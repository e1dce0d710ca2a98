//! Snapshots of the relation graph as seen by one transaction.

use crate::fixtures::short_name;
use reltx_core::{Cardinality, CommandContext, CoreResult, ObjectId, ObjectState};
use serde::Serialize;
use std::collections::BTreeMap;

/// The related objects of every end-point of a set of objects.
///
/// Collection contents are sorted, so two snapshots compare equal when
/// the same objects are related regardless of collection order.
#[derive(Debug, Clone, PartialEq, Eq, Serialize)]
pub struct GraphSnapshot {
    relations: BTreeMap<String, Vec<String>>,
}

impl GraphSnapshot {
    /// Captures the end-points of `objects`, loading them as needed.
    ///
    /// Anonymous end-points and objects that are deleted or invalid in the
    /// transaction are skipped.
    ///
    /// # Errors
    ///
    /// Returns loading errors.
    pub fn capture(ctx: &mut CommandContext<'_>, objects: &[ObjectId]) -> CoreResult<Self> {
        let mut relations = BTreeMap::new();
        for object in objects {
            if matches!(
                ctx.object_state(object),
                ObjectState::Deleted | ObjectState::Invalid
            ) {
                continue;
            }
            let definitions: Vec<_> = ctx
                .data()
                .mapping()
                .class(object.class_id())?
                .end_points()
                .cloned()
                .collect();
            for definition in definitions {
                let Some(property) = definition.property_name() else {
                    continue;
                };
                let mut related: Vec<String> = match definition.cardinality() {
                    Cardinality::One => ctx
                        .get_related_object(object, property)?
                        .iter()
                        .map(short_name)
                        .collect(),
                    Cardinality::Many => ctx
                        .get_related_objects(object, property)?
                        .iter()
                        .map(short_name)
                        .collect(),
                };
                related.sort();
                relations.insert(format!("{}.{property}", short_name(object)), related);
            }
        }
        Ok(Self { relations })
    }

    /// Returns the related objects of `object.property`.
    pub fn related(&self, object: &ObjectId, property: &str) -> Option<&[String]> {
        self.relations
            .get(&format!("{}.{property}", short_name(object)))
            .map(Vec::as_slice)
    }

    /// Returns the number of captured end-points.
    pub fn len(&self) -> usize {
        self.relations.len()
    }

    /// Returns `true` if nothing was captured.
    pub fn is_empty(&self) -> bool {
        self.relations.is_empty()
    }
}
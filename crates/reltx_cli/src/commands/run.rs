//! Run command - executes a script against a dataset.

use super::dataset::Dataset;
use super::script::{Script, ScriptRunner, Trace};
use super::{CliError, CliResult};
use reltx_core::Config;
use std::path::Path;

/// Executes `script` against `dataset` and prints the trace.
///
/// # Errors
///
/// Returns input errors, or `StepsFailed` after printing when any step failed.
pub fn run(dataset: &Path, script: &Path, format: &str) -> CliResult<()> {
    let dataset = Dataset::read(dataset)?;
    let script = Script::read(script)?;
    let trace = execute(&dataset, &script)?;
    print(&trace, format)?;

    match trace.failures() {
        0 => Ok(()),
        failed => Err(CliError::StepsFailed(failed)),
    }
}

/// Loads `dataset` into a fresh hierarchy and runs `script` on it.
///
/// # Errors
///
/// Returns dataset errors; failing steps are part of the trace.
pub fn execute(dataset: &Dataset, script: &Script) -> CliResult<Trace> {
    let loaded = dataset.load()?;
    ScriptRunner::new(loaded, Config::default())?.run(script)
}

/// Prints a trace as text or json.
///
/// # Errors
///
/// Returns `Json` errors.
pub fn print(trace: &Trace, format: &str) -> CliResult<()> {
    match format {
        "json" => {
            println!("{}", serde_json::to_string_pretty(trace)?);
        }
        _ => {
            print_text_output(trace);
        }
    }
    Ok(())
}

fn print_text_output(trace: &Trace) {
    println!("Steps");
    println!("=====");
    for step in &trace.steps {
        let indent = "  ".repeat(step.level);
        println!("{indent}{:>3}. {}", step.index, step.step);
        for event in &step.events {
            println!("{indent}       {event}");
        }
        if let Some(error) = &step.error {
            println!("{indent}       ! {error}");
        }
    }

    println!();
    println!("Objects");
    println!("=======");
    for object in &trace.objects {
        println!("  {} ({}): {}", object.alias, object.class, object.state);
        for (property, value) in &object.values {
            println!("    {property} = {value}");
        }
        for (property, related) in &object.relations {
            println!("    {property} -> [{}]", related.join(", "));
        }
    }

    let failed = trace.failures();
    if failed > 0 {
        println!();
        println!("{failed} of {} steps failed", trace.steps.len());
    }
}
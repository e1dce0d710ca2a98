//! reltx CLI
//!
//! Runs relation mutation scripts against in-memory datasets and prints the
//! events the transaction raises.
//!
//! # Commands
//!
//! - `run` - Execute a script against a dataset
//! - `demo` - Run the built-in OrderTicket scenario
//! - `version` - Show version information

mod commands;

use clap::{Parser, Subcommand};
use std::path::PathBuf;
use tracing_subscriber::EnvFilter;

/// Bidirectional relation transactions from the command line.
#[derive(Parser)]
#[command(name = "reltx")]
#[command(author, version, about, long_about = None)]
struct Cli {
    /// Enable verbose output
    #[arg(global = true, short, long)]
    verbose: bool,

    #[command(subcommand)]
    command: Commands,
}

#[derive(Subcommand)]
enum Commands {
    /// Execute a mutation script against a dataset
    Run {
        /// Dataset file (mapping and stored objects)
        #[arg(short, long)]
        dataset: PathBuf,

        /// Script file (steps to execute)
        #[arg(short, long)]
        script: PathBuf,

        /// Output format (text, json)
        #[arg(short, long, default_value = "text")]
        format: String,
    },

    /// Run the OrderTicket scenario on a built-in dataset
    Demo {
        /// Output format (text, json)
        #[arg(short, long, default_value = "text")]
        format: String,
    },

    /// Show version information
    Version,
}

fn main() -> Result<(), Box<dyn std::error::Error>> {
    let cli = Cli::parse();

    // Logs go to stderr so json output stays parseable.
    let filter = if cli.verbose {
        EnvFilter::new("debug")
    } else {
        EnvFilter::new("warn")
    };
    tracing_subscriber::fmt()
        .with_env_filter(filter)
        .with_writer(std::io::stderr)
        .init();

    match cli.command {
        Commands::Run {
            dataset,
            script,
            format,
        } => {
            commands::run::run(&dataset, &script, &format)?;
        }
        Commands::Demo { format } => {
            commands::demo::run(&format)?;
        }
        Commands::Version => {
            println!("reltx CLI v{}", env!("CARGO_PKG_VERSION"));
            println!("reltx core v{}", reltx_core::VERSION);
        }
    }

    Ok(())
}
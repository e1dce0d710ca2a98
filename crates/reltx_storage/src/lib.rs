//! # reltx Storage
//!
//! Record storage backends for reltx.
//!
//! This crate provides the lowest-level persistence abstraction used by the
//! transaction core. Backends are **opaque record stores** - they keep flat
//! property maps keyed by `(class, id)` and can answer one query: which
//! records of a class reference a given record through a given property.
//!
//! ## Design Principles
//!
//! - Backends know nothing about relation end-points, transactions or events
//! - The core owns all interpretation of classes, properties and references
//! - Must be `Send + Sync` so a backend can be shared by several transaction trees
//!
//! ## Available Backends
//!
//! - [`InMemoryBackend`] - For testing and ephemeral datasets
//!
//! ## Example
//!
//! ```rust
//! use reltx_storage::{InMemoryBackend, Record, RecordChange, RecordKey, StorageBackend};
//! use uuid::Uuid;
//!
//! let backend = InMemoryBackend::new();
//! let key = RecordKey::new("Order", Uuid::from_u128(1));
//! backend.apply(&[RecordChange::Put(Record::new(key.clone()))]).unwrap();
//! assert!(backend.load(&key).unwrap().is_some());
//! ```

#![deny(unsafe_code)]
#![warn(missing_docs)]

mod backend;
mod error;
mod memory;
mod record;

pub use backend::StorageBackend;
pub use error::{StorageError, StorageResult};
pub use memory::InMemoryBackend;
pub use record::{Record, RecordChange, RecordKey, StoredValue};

● Exercise description
Write only the number of lines in the listing that hold the word "derive".

● The answer
3